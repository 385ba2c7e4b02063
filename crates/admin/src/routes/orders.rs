//! Order listing, detail and lifecycle actions.

use axum::{
    Json,
    extract::{Path, Query, State},
};
use serde::{Deserialize, Serialize};
use tracing::instrument;

use shopdesk_core::{Order, OrderError, OrderId, OrderQuery, OrderStatus, lifecycle};

use crate::error::AppError;
use crate::middleware::RequireAdminAuth;
use crate::state::AppState;

// =============================================================================
// View Types
// =============================================================================

/// An order plus the statuses the admin UI may offer next.
#[derive(Debug, Serialize)]
#[serde(rename_all = "camelCase")]
pub struct OrderView {
    #[serde(flatten)]
    pub order: Order,
    pub allowed_transitions: &'static [OrderStatus],
    pub cancellation_pending: bool,
}

impl From<Order> for OrderView {
    fn from(order: Order) -> Self {
        Self {
            allowed_transitions: lifecycle::allowed_targets(order.status),
            cancellation_pending: order.pending_cancellation().is_some(),
            order,
        }
    }
}

// =============================================================================
// Input Types
// =============================================================================

#[derive(Debug, Deserialize)]
pub struct StatusInput {
    /// Parsed by hand so an unknown status is a validation error, not a 422.
    pub status: String,
}

#[derive(Debug, Default, Deserialize)]
pub struct CancellationInput {
    #[serde(default)]
    pub reason: Option<String>,
}

// =============================================================================
// Handlers
// =============================================================================

#[instrument(skip(_admin, state))]
pub async fn index(
    RequireAdminAuth(_admin): RequireAdminAuth,
    State(state): State<AppState>,
    Query(query): Query<OrderQuery>,
) -> Result<Json<Vec<OrderView>>, AppError> {
    let orders = state.orders().query_orders(&query).await?;
    Ok(Json(orders.into_iter().map(OrderView::from).collect()))
}

#[instrument(skip(_admin, state))]
pub async fn show(
    RequireAdminAuth(_admin): RequireAdminAuth,
    State(state): State<AppState>,
    Path(order_id): Path<String>,
) -> Result<Json<OrderView>, AppError> {
    let order = state.orders().get_order(&OrderId::new(order_id)).await?;
    Ok(Json(order.into()))
}

#[instrument(skip(admin, state), fields(admin = %admin.username))]
pub async fn update_status(
    RequireAdminAuth(admin): RequireAdminAuth,
    State(state): State<AppState>,
    Path(order_id): Path<String>,
    Json(input): Json<StatusInput>,
) -> Result<Json<OrderView>, AppError> {
    let target: OrderStatus = input.status.parse().map_err(OrderError::from)?;
    let order = state
        .orders()
        .update_order_status(&OrderId::new(order_id), target)
        .await?;
    Ok(Json(order.into()))
}

/// Open a cancellation request. The body is optional.
#[instrument(skip(admin, state, input), fields(admin = %admin.username))]
pub async fn request_cancellation(
    RequireAdminAuth(admin): RequireAdminAuth,
    State(state): State<AppState>,
    Path(order_id): Path<String>,
    input: Option<Json<CancellationInput>>,
) -> Result<Json<OrderView>, AppError> {
    let reason = input.and_then(|Json(i)| i.reason);
    let order = state
        .orders()
        .request_cancellation(&OrderId::new(order_id), reason)
        .await?;
    Ok(Json(order.into()))
}

/// Approve the pending cancellation; the order becomes refunded.
#[instrument(skip(admin, state), fields(admin = %admin.username))]
pub async fn approve_refund(
    RequireAdminAuth(admin): RequireAdminAuth,
    State(state): State<AppState>,
    Path(order_id): Path<String>,
) -> Result<Json<OrderView>, AppError> {
    let order = state
        .orders()
        .approve_cancellation(&OrderId::new(order_id))
        .await?;
    Ok(Json(order.into()))
}

#[instrument(skip(admin, state), fields(admin = %admin.username))]
pub async fn reject_cancellation(
    RequireAdminAuth(admin): RequireAdminAuth,
    State(state): State<AppState>,
    Path(order_id): Path<String>,
) -> Result<Json<OrderView>, AppError> {
    let order = state
        .orders()
        .reject_cancellation(&OrderId::new(order_id))
        .await?;
    Ok(Json(order.into()))
}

> [ABOUT THIS TASK]
Please transcribe the entries above exactly as written.

> [RESPONSE TO THE TASK]
repository 385ba2c7e4b02063
filename crates/admin/src/routes/orders.rs
//! Order listing, detail and lifecycle actions.

use axum::{
    Json,
    extract::{Path, Query, State},
};
use serde::{Deserialize, Serialize};
use tracing::instrument;

use shopdesk_core::{Order, OrderError, OrderId, OrderQuery, OrderStatus, lifecycle};

use crate::error::AppError;
use crate::middleware::RequireAdminAuth;
use crate::state::AppState;

// =============================================================================
// View Types
// =============================================================================

/// An order plus the statuses the admin UI may offer next.
#[derive(Debug, Serialize)]
#[serde(rename_all = "camelCase")]
pub struct OrderView {
    #[serde(flatten)]
    pub order: Order,
    pub allowed_transitions: &'static [OrderStatus],
    pub cancellation_pending: bool,
}

impl From<Order> for OrderView {
    fn from(order: Order) -> Self {
        Self {
            allowed_transitions: lifecycle::allowed_targets(order.status),
            cancellation_pending: order.pending_cancellation().is_some(),
            order,
        }
    }
}

// =============================================================================
// Input Types
// =============================================================================

#[derive(Debug, Deserialize)]
pub struct StatusInput {
    /// Parsed by hand so an unknown status is a validation error, not a 422.
    pub status: String,
}

#[derive(Debug, Default, Deserialize)]
pub struct CancellationInput {
    #[serde(default)]
    pub reason: Option<String>,
}

// =============================================================================
// Handlers
// =============================================================================

#[instrument(skip(_admin, state))]
pub async fn index(
    RequireAdminAuth(_admin): RequireAdminAuth,
    State(state): State<AppState>,
    Query(query): Query<OrderQuery>,
) -> Result<Json<Vec<OrderView>>, AppError> {
    let orders = state.orders().query_orders(&query).await?;
    Ok(Json(orders.into_iter().map(OrderView::from).collect()))
}

#[instrument(skip(_admin, state))]
pub async fn show(
    RequireAdminAuth(_admin): RequireAdminAuth,
    State(state): State<AppState>,
    Path(order_id): Path<String>,
) -> Result<Json<OrderView>, AppError> {
    let order = state.orders().get_order(&OrderId::new(order_id)).await?;
    Ok(Json(order.into()))
}

#[instrument(skip(admin, state), fields(admin = %admin.username))]
pub async fn update_status(
    RequireAdminAuth(admin): RequireAdminAuth,
    State(state): State<AppState>,
    Path(order_id): Path<String>,
    Json(input): Json<StatusInput>,
) -> Result<Json<OrderView>, AppError> {
    let target: OrderStatus = input.status.parse().map_err(OrderError::from)?;
    let order = state
        .orders()
        .update_order_status(&OrderId::new(order_id), target)
        .await?;
    Ok(Json(order.into()))
}

/// Open a cancellation request. The body is optional.
#[instrument(skip(admin, state, input), fields(admin = %admin.username))]
pub async fn request_cancellation(
    RequireAdminAuth(admin): RequireAdminAuth,
    State(state): State<AppState>,
    Path(order_id): Path<String>,
    input: Option<Json<CancellationInput>>,
) -> Result<Json<OrderView>, AppError> {
    let reason = input.and_then(|Json(i)| i.reason);
    let order = state
        .orders()
        .request_cancellation(&OrderId::new(order_id), reason)
        .await?;
    Ok(Json(order.into()))
}

/// Approve the pending cancellation; the order becomes refunded.
#[instrument(skip(admin, state), fields(admin = %admin.username))]
pub async fn approve_refund(
    RequireAdminAuth(admin): RequireAdminAuth,
    State(state): State<AppState>,
    Path(order_id): Path<String>,
) -> Result<Json<OrderView>, AppError> {
    let order = state
        .orders()
        .approve_cancellation(&OrderId::new(order_id))
        .await?;
    Ok(Json(order.into()))
}

#[instrument(skip(admin, state), fields(admin = %admin.username))]
pub async fn reject_cancellation(
    RequireAdminAuth(admin): RequireAdminAuth,
    State(state): State<AppState>,
    Path(order_id): Path<String>,
) -> Result<Json<OrderView>, AppError> {
    let order = state
        .orders()
        .reject_cancellation(&OrderId::new(order_id))
        .await?;
    Ok(Json(order.into()))
}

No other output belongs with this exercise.